How do you help a 10 year old make good choices when she see's no need to do so? Everything that happens is because she was adopted. Adoption can leave a huge hole in a child's heart, one we as parents are powerless to fix as long as the child refuses to acknowledge that there is a problem. To keep from thinking of the pain she turns her brain off. She has become quite adept at this and I find it scary because I know where such actions can lead. Is learned dissociation less serious then when someone does it in order to survive a situation that is unbearable? Or are they one and the same? 

Another tactic is to stuff the hurt and pretend everything is okay. She stuffs her feelings until they erupt. I told her that stuffing her feelings is like stuffing trash into the garbage can. If you don't empty the garbage, it turns stinky and overflows making everything smell bad. If you empty the garbage can, the bad smell goes away and you can go on with life. "The big feelings that you don't want to deal with are beginning to smell and overflow into your actions. This overflow is causing you to make poor choices and do things that you know are wrong."

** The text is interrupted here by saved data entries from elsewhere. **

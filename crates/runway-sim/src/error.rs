use thiserror::Error;

/// Reasons a run cannot be set up
#[derive(Error, Debug, Clone, PartialEq, Eq)]
pub enum SimError {
    #[error("offset of {offset} days plus {days} reported days does not fit in a day counter")]
    HorizonOverflow { offset: u32, days: u32 },
}
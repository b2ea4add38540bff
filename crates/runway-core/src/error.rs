use thiserror::Error;

use crate::schema::SheetKind;

/// A foreign key points at a row that is not in the snapshot.
///
/// This means the sheet rows and the row numbers stored in association cells
/// have diverged. It is never a normal "not found" condition.
#[derive(Error, Debug, Clone, PartialEq, Eq)]
pub enum ReferentialError {
    #[error("model row {0} does not exist")]
    MissingModel(usize),

    #[error("input row {0} does not exist")]
    MissingInput(usize),

    #[error("model row {model} references missing input row {input}")]
    DanglingInput { model: usize, input: usize },

    #[error("input row {input} references missing curve row {curve}")]
    DanglingCurve { input: usize, curve: usize },
}

/// Errors raised by the store mapping layer
#[derive(Error, Debug, Clone, PartialEq)]
pub enum RunwayError {
    #[error("column index {0} is outside the supported range A..BZ")]
    ColumnOutOfRange(usize),

    #[error("sheet {0} has no header row")]
    MissingHeader(SheetKind),

    #[error("row {row} does not exist in sheet {sheet}")]
    RowNotFound { sheet: SheetKind, row: usize },

    #[error("row {row} of sheet {sheet} is not associated with {key}")]
    AssociationNotFound {
        sheet: SheetKind,
        row: usize,
        key: usize,
    },

    #[error(transparent)]
    Referential(#[from] ReferentialError),
}

pub type Result<T, E = RunwayError> = std::result::Result<T, E>;
pub mod engine;
pub mod error;
pub mod result;
pub mod scenario;

pub use engine::{simulate, Accumulator, Simulator};
pub use error::SimError;
pub use result::{DayTotal, InputDay, Projection, ScenarioResult, ScenarioSummary};
pub use scenario::{RunParams, Scenario};
use axum::{
    http::StatusCode,
    response::{IntoResponse, Response},
    Json,
};
use serde_json::json;
use thiserror::Error;

use runway_core::{ReferentialError, RunwayError};
use runway_sim::SimError;

use crate::db::BackendError;

/// Application error type
#[derive(Error, Debug)]
pub enum AppError {
    #[error("Spreadsheet error: {0}")]
    Backend(#[from] BackendError),

    #[error("Store error: {0}")]
    Store(#[from] RunwayError),

    #[error("Store corruption: {0}")]
    Referential(#[from] ReferentialError),

    #[error("Invalid run: {0}")]
    Simulation(#[from] SimError),

    #[error("Not found: {0}")]
    NotFound(String),

    #[error("Bad request: {0}")]
    BadRequest(String),
}

impl IntoResponse for AppError {
    fn into_response(self) -> Response {
        let (status, message) = match &self {
            AppError::Backend(e) => {
                tracing::error!("Spreadsheet error: {:?}", e);
                (StatusCode::BAD_GATEWAY, "Spreadsheet request failed".to_string())
            }
            AppError::Store(RunwayError::RowNotFound { .. }) => {
                (StatusCode::NOT_FOUND, self.to_string())
            }
            AppError::Store(RunwayError::AssociationNotFound { .. }) => {
                (StatusCode::CONFLICT, self.to_string())
            }
            AppError::Store(RunwayError::Referential(e)) | AppError::Referential(e) => {
                tracing::error!("Store corruption, reload required: {}", e);
                (StatusCode::INTERNAL_SERVER_ERROR, self.to_string())
            }
            AppError::Store(e) => {
                tracing::error!("Store error: {}", e);
                (StatusCode::INTERNAL_SERVER_ERROR, self.to_string())
            }
            AppError::Simulation(_) => (StatusCode::BAD_REQUEST, self.to_string()),
            AppError::NotFound(msg) => (StatusCode::NOT_FOUND, msg.clone()),
            AppError::BadRequest(msg) => (StatusCode::BAD_REQUEST, msg.clone()),
        };

        let body = Json(json!({
            "error": message
        }));

        (status, body).into_response()
    }
}
use std::collections::BTreeMap;

use crate::codec::{decode_block, Record};
use crate::entity::{
    Curve, CurveRecord, InputRecord, ModelRecord, ResolvedInput, ResolvedModel, SheetEntity,
};
use crate::error::ReferentialError;
use crate::value::CellValue;

/// An immutable view of the three entity sheets at one point in time.
///
/// A reload builds a new snapshot; nothing patches an existing one. Every
/// dereference names the snapshot it was made against.
#[derive(Debug, Clone, Default, PartialEq)]
pub struct Snapshot {
    models: BTreeMap<usize, ModelRecord>,
    inputs: BTreeMap<usize, InputRecord>,
    curves: BTreeMap<usize, Curve>,
}

impl Snapshot {
    /// Build a snapshot from the raw header-first blocks of each sheet
    pub fn from_blocks(
        models: &[Vec<CellValue>],
        inputs: &[Vec<CellValue>],
        curves: &[Vec<CellValue>],
    ) -> Self {
        Self {
            models: decode_entities::<ModelRecord>(models),
            inputs: decode_entities::<InputRecord>(inputs),
            curves: decode_entities::<CurveRecord>(curves)
                .into_iter()
                .map(|(number, record)| (number, record.resample()))
                .collect(),
        }
    }

    pub fn models(&self) -> impl Iterator<Item = &ModelRecord> {
        self.models.values()
    }

    pub fn inputs(&self) -> impl Iterator<Item = &InputRecord> {
        self.inputs.values()
    }

    pub fn curves(&self) -> impl Iterator<Item = &Curve> {
        self.curves.values()
    }

    pub fn model(&self, number: usize) -> Option<&ModelRecord> {
        self.models.get(&number)
    }

    pub fn input(&self, number: usize) -> Option<&InputRecord> {
        self.inputs.get(&number)
    }

    pub fn curve(&self, number: usize) -> Option<&Curve> {
        self.curves.get(&number)
    }

    /// (models, inputs, curves)
    pub fn counts(&self) -> (usize, usize, usize) {
        (self.models.len(), self.inputs.len(), self.curves.len())
    }

    /// Input with its curve links replaced by the curves themselves
    pub fn deref_input(&self, number: usize) -> Result<ResolvedInput, ReferentialError> {
        let input = self
            .inputs
            .get(&number)
            .ok_or(ReferentialError::MissingInput(number))?;
        self.resolve_input(input)
    }

    /// Model with every input and each input's curves resolved
    pub fn deref_model(&self, number: usize) -> Result<ResolvedModel, ReferentialError> {
        let model = self
            .models
            .get(&number)
            .ok_or(ReferentialError::MissingModel(number))?;

        let inputs = model
            .inputs
            .ids()
            .iter()
            .map(|&key| {
                let input = self.inputs.get(&key).ok_or(ReferentialError::DanglingInput {
                    model: model.number,
                    input: key,
                })?;
                self.resolve_input(input)
            })
            .collect::<Result<Vec<_>, _>>()?;

        Ok(model.with_inputs(inputs))
    }

    /// Resolve every model, failing on the first broken reference
    pub fn deref_models(&self) -> Result<Vec<ResolvedModel>, ReferentialError> {
        self.models.keys().map(|&n| self.deref_model(n)).collect()
    }

    fn resolve_input(&self, input: &InputRecord) -> Result<ResolvedInput, ReferentialError> {
        let curves = input
            .curves
            .ids()
            .iter()
            .map(|&key| {
                self.curves
                    .get(&key)
                    .cloned()
                    .ok_or(ReferentialError::DanglingCurve {
                        input: input.number,
                        curve: key,
                    })
            })
            .collect::<Result<Vec<_>, _>>()?;

        Ok(input.with_curves(curves))
    }
}

/// Decode a sheet into row-number keyed entities.
///
/// The association column is normalized to a list before the entity sees it.
fn decode_entities<E: SheetEntity>(block: &[Vec<CellValue>]) -> BTreeMap<usize, E> {
    decode_block(block)
        .into_iter()
        .map(|mut record: Record| {
            record.normalize_list(E::SHEET.association_field());
            (record.number, E::from_record(&record))
        })
        .collect()
}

It is so hard to see your child heading down a path you know they will someday regret. I know she is hurting and I wish I could help her win the war that is going on in her heart. 

Earlier this week I was watching a documentary called Paper Tigers. It is about a school that uses a trauma informed approach to teaching/education. They teach their students about the A.C.E.'s - adverse childhood effects and how they play a huge role in the decisions the students make. Children with high A.C.E.'s live with something called toxic stress.

Harvard's Center On The Developing Child explains toxic stress like this: Extensive research on the biology of stress now shows that healthy development can be derailed by excessive or prolonged activation of stress response systems in the body and brain. Such toxic stress can have damaging effects on learning, behavior and health across a lifespan."

Our brains are designed to react to danger by becoming hyper vigilant. We are on high alert, ready for whatever our brain perceives as a threat. This is well and good because this rapid response is what can protect us from harm. After the danger has passed our brain sends out signals that calm our bodies and we return to a relaxed state. When a child is constantly in high stress situations his brain is always turned on and eventually he begins to view everything as a threat to his safety. This is detrimental to a child's emotional and physical well being and creates a situation referred to as toxic stress.

Knowing this and knowing that the stress level in our home is typically in the red zone, makes me despair for our children's future, especially for those who already have high A.C.E.'s. There are many days when it feels like a we go in a circle. A child creates chaos, the other children react and till we get them calmed the first child is back to acting out! The good news is that the one thing that can help children with toxic stress is something that we can provide. The presence of a stable, caring adult in the child's life can provide the security a child needs to begin the healing process. 

I have been clinging to this because so often in the face of our children's emotional pain, Dean and I feel helpless. We don't know what to say, we can't relate, we can't promise that everything will be okay. But we can promise that we will stand by our children through the tough times. And pray, how we pray for our children!